Date of Award:


Document Type:


Degree Name:

Master of Science (MS)


Biological and Irrigation Engineering

Committee Chair(s)

Soonjo Kwon


Soonjo Kwon


Timothy Doyle


David Britt


Experimentally, traditional developmental models and transgenic animals consistently underscore the importance of studying cell behavior in the correct tissue context. However, live animal experimentation is inherently complex, and systematic assessment of the effects of individual variables, such as cell shape and matrix compliance on cell behavior, is extremely difficult at best.
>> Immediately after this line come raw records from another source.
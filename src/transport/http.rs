//! HTTP transport with Streamable HTTP support for the MCP server.
//!
//! This transport uses HTTP with SSE streaming responses,
//! which is suitable for web-based MCP integrations.

use crate::error::{DbError, DbResult};
use crate::mcp::IotdbService;
use crate::transport::{Transport, wait_for_signal};
use rmcp::transport::streamable_http_server::{
    StreamableHttpService, session::local::LocalSessionManager,
};
use std::sync::Arc;
use std::time::Duration;
use tokio::net::TcpListener;
use tracing::{error, info, warn};

/// SSE connections may keep the server alive indefinitely after a shutdown signal.
const GRACEFUL_TIMEOUT: Duration = Duration::from_secs(30);

/// HTTP transport implementation with Streamable HTTP support.
///
/// Every MCP session gets a clone of the same service, so all sessions share
/// one IoTDB session pool.
pub struct HttpTransport {
    service: IotdbService,
    host: String,
    port: u16,
    /// MCP endpoint path
    endpoint: String,
}

impl HttpTransport {
    pub fn new(
        service: IotdbService,
        host: impl Into<String>,
        port: u16,
        endpoint: impl Into<String>,
    ) -> Self {
        Self {
            service,
            host: host.into(),
            port,
            endpoint: endpoint.into(),
        }
    }

    pub fn bind_addr(&self) -> String {
        format!("{}:{}", self.host, self.port)
    }

    pub fn endpoint(&self) -> &str {
        &self.endpoint
    }

    fn router(&self) -> axum::Router {
        let service = self.service.clone();
        let mcp = StreamableHttpService::new(
            move || Ok(service.clone()),
            LocalSessionManager::default().into(),
            Default::default(),
        );

        // nest_service rejects "/"
        if self.endpoint == "/" {
            axum::Router::new().fallback_service(mcp)
        } else {
            axum::Router::new().nest_service(&self.endpoint, mcp)
        }
    }
}

impl Transport for HttpTransport {
    async fn run(&self) -> DbResult<()> {
        let bind_addr = self.bind_addr();
        info!(
            tool_set = %self.service.tool_set(),
            "Starting MCP server with HTTP transport on {}", bind_addr
        );

        let app = self.router();
        let listener = TcpListener::bind(&bind_addr).await.map_err(|e| {
            DbError::connection(
                format!("Failed to bind to {}: {}", bind_addr, e),
                "Check that the port is available",
            )
        })?;

        info!(endpoint = %self.endpoint, "MCP endpoint ready");

        let shutdown_notify = Arc::new(tokio::sync::Notify::new());
        let notify = shutdown_notify.clone();
        let shutdown_signal = async move {
            wait_for_signal().await;
            notify.notify_one();
        };

        let server = axum::serve(listener, app).with_graceful_shutdown(shutdown_signal);

        let outcome = tokio::select! {
            result = server => match result {
                Ok(()) => {
                    info!("HTTP server stopped");
                    Ok(())
                }
                Err(e) => {
                    error!(error = %e, "HTTP server error");
                    Err(DbError::internal(format!("HTTP server error: {}", e)))
                }
            },
            _ = async {
                shutdown_notify.notified().await;
                info!(
                    timeout_secs = GRACEFUL_TIMEOUT.as_secs(),
                    "Waiting for connections to close (send signal again to force exit)..."
                );
                tokio::select! {
                    _ = tokio::time::sleep(GRACEFUL_TIMEOUT) => {
                        warn!("Graceful shutdown timeout, forcing exit");
                    }
                    _ = wait_for_signal() => {
                        warn!("Received second signal, forcing immediate exit");
                    }
                }
            } => Ok(()),
        };

        info!("Closing IoTDB sessions");
        self.service.pool().shutdown().await;

        outcome
    }

    fn name(&self) -> &'static str {
        "http"
    }
}
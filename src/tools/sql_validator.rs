//! SQL statement validation for read-only enforcement.
//!
//! Every raw statement a tool receives is checked against the caller's intent
//! and the configured dialect before any session is acquired. The check looks at
//! the leading keyword, plus an `INTO` clause anywhere in the statement since
//! `SELECT ... INTO` writes query results into new series or tables. IoTDB's SQL
//! (paths like `root.ln.**`, `ALIGN BY DEVICE`) is not something a generic SQL
//! parser can build an AST for.
//!
//! Uses the [sqlparser](https://docs.rs/sqlparser/) tokenizer so that leading
//! whitespace, `--` and `/* */` comments and quoted text are handled correctly, and
//! so that a second statement smuggled in after `;` is caught.

use crate::config::SqlDialect;
use crate::error::{DbError, DbResult};
use crate::models::{QueryIntent, ValidatedQuery};
use sqlparser::dialect::GenericDialect;
use sqlparser::tokenizer::{Token, Tokenizer};

/// Keywords a statement may start with for an intent in a dialect.
pub fn allowed_keywords(intent: QueryIntent, dialect: SqlDialect) -> &'static [&'static str] {
    match (intent, dialect) {
        (QueryIntent::Metadata, SqlDialect::Tree) => &["SHOW", "COUNT"],
        (QueryIntent::Metadata, SqlDialect::Table) => &["SHOW", "DESC", "DESCRIBE"],
        (QueryIntent::Read, _) => &["SELECT"],
        (QueryIntent::Schema, _) => &[],
        (QueryIntent::Export, SqlDialect::Tree) => &["SELECT", "SHOW"],
        (QueryIntent::Export, SqlDialect::Table) => &["SELECT", "SHOW", "DESC", "DESCRIBE"],
    }
}

/// Validate a raw statement for an intent.
///
/// # Examples
///
/// ```
/// use iotdb_mcp_server::config::SqlDialect;
/// use iotdb_mcp_server::models::QueryIntent;
/// use iotdb_mcp_server::tools::sql_validator::validate;
///
/// // SELECT is allowed for reads
/// assert!(validate("SELECT * FROM root.ln.**", QueryIntent::Read, SqlDialect::Tree).is_ok());
///
/// // DELETE is blocked
/// assert!(validate("DELETE FROM root.ln.**", QueryIntent::Read, SqlDialect::Tree).is_err());
/// ```
pub fn validate(sql: &str, intent: QueryIntent, dialect: SqlDialect) -> DbResult<ValidatedQuery> {
    if sql.trim().is_empty() {
        return Err(DbError::invalid_statement("Empty SQL statement"));
    }

    if intent == QueryIntent::Schema {
        return Err(DbError::invalid_statement(
            "Schema operations do not accept raw SQL. Use list_tables or describe_table.",
        ));
    }

    let tokens = statement_tokens(sql)?;
    let keyword = first_keyword(&tokens)?;
    let allowed = allowed_keywords(intent, dialect);
    if !allowed.contains(&keyword.as_str()) {
        return Err(DbError::invalid_statement(format!(
            "{} statements are not allowed for {} queries in the {} dialect. Allowed: {}",
            keyword,
            intent,
            dialect,
            allowed.join(", ")
        )));
    }

    if tokens.iter().any(is_into) {
        return Err(DbError::invalid_statement(format!(
            "{} ... INTO writes query results back into the database and is not allowed. \
             Remove the INTO clause to read the data.",
            keyword
        )));
    }

    Ok(ValidatedQuery::new(sql.trim(), intent, dialect))
}

/// Return the upper-cased first keyword of a single statement.
///
/// Fails when the text cannot be tokenized (unterminated quote or comment), has no
/// leading keyword, or contains more than one statement.
pub fn leading_keyword(sql: &str) -> DbResult<String> {
    first_keyword(&statement_tokens(sql)?)
}

/// Tokens of a single statement, without whitespace and comments.
fn statement_tokens(sql: &str) -> DbResult<Vec<Token>> {
    let dialect = GenericDialect {};
    let tokens = Tokenizer::new(&dialect, sql)
        .tokenize()
        .map_err(|e| DbError::invalid_statement(format!("Failed to read SQL statement: {}", e)))?;

    let significant: Vec<Token> = tokens
        .into_iter()
        .filter(|t| !matches!(t, Token::Whitespace(_) | Token::EOF))
        .collect();

    // Everything after the first `;` must be empty
    let mut after_terminator = significant
        .iter()
        .skip_while(|t| !matches!(t, Token::SemiColon));
    if after_terminator.next().is_some() && after_terminator.any(|t| !matches!(t, Token::SemiColon))
    {
        return Err(DbError::invalid_statement(
            "Multiple statements are not allowed. Send one statement per call.",
        ));
    }

    Ok(significant)
}

fn first_keyword(tokens: &[Token]) -> DbResult<String> {
    match tokens.first() {
        Some(Token::Word(word)) if word.quote_style.is_none() => Ok(word.value.to_uppercase()),
        Some(other) => Err(DbError::invalid_statement(format!(
            "SQL statement must start with a keyword, found '{}'",
            other
        ))),
        None => Err(DbError::invalid_statement("Empty SQL statement")),
    }
}

/// Unquoted `INTO`; a quoted identifier or a string literal named "into" is data.
fn is_into(token: &Token) -> bool {
    matches!(
        token,
        Token::Word(word) if word.quote_style.is_none() && word.value.eq_ignore_ascii_case("INTO")
    )
}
Two-dimensional monolayer culture of key individual cell types has provided abundant, fundamental information on cell response, but cannot be used to show the normal phenotype of breast epithelial cells. Furthermore, their results often fail to translate into in vivo and clinical studies. It has been previously established that normal human breast epithelial cells can form their original phenotype as seen in vivo when embedded in or layered on reconstituted basement membrane extract. This phenotype is characterized as a single or double layer of polarized cells in acinar form with a lumen devoid of cells. Most malignant cell lines cultured under the same conditions exhibit severe morphological deformities, including colony overgrowth, luminal filling (hyperplasia), and resistance to apoptosis. It was hypothesized that malignant breast cells can be reverted to a normal phenotype through the manipulation of two factors: control of the environment via extra-cellular matrix proteins, and control of cellular pathways via signaling inhibitors. It was observed that high levels of epidermal growth factor resulted in disrupted multi-acinar formations. Inhibition of the protein complex known as mammalian target of rapamycin is currently being investigated as a potential method for cancer treatment. Exposure of rapamycin, mammalian target of rapamycin's primary inhibitor, led to decreased proliferation and increased caspase activity. Through the exposure to rapamycin in three-dimensional cultures, proliferation was reduced in malignant cells, while normal cells were not significantly affected. Unfixed fluorescent staining with ethidium bromide indicated the presence of luminal cell death. Increased structural organization was observed by immunofluorescent staining of F-actin and β-catenin. Through RT-PCR analysis, increased expression of a number of genes related to polarity and structural organization was detected in malignant cells exposed to rapamycin. Further study will be required to better characterize the reversion effects of rapamycin and its derivatives.